▶ _Assigned task_: Every line in the entries that holds "main" should be identified and copied.

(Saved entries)
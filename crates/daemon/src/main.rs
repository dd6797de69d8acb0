// SPDX-License-Identifier: BUSL-1.1
// Copyright (c) 2026 Alfred Jean LLC

//! strmsyncd: the background daemon that owns the Scheduler and WorkerPool
//! (spec §2, §4.7, §4.8). The CLI talks to the same SQLite database directly
//! and never goes through this process — there is no IPC layer.

// Allow panic!/unwrap/expect in test code
#![cfg_attr(test, allow(clippy::panic))]
#![cfg_attr(test, allow(clippy::unwrap_used))]
#![cfg_attr(test, allow(clippy::expect_used))]

use std::path::PathBuf;
use std::sync::Arc;

use strmsync_daemon::config::Config;
use strmsync_daemon::lifecycle::{self, InstanceLock};
use strmsync_daemon::scheduler::Scheduler;
use strmsync_daemon::worker_pool::WorkerPool;
use tokio::signal::unix::{signal, SignalKind};
use tokio_util::sync::CancellationToken;
use tracing::{error, info};

#[tokio::main]
async fn main() -> anyhow::Result<()> {
    if matches!(std::env::args().nth(1).as_deref(), Some("--version" | "-V" | "-v")) {
        println!("strmsyncd {}", env!("CARGO_PKG_VERSION"));
        return Ok(());
    }

    let config_path = std::env::args().nth(1).map(PathBuf::from);
    let config = Config::load(config_path.as_deref())?;
    let _log_guard = setup_logging(&config)?;

    let lock_path = config.log_dir.join("strmsyncd.lock");
    let _lock = InstanceLock::acquire(&lock_path)?;

    info!(database_url = %config.database_url, "starting strmsyncd");
    let pool = strmsync_queue::pool::connect(&config.database_url, config.max_db_connections).await?;
    lifecycle::recover(&pool).await?;

    let cancel = CancellationToken::new();
    let scheduler = Arc::new(Scheduler::new(pool.clone()));
    let worker_pool = Arc::new(WorkerPool::new(pool.clone(), config.worker_concurrency));

    let scheduler_handle = {
        let scheduler = scheduler.clone();
        let cancel = cancel.clone();
        tokio::spawn(async move { scheduler.run(cancel).await })
    };
    let worker_handle = {
        let worker_pool = worker_pool.clone();
        let cancel = cancel.clone();
        tokio::spawn(async move { worker_pool.run(cancel).await })
    };

    let mut sigterm = signal(SignalKind::terminate())?;
    let mut sigint = signal(SignalKind::interrupt())?;
    tokio::select! {
        _ = sigterm.recv() => info!("received SIGTERM, shutting down"),
        _ = sigint.recv() => info!("received SIGINT, shutting down"),
    }

    cancel.cancel();
    if let Err(e) = scheduler_handle.await {
        error!(error = %e, "scheduler task panicked");
    }
    if let Err(e) = worker_handle.await {
        error!(error = %e, "worker pool task panicked");
    }

    info!("strmsyncd stopped");
    Ok(())
}

fn setup_logging(config: &Config) -> anyhow::Result<tracing_appender::non_blocking::WorkerGuard> {
    use tracing_subscriber::{fmt, prelude::*, EnvFilter};

    std::fs::create_dir_all(&config.log_dir)?;
    let file_appender = tracing_appender::rolling::never(&config.log_dir, &config.log_file);
    let (non_blocking, guard) = tracing_appender::non_blocking(file_appender);

    let filter = EnvFilter::try_new(&config.log_level).unwrap_or_else(|_| EnvFilter::new("info"));
    tracing_subscriber::registry()
        .with(filter)
        .with(fmt::layer().with_writer(non_blocking))
        .init();

    Ok(guard)
}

▶ _Written response_:
filename crates/daemon/src/main.rs
#[tokio::main]
async fn main() -> anyhow::Result<()> {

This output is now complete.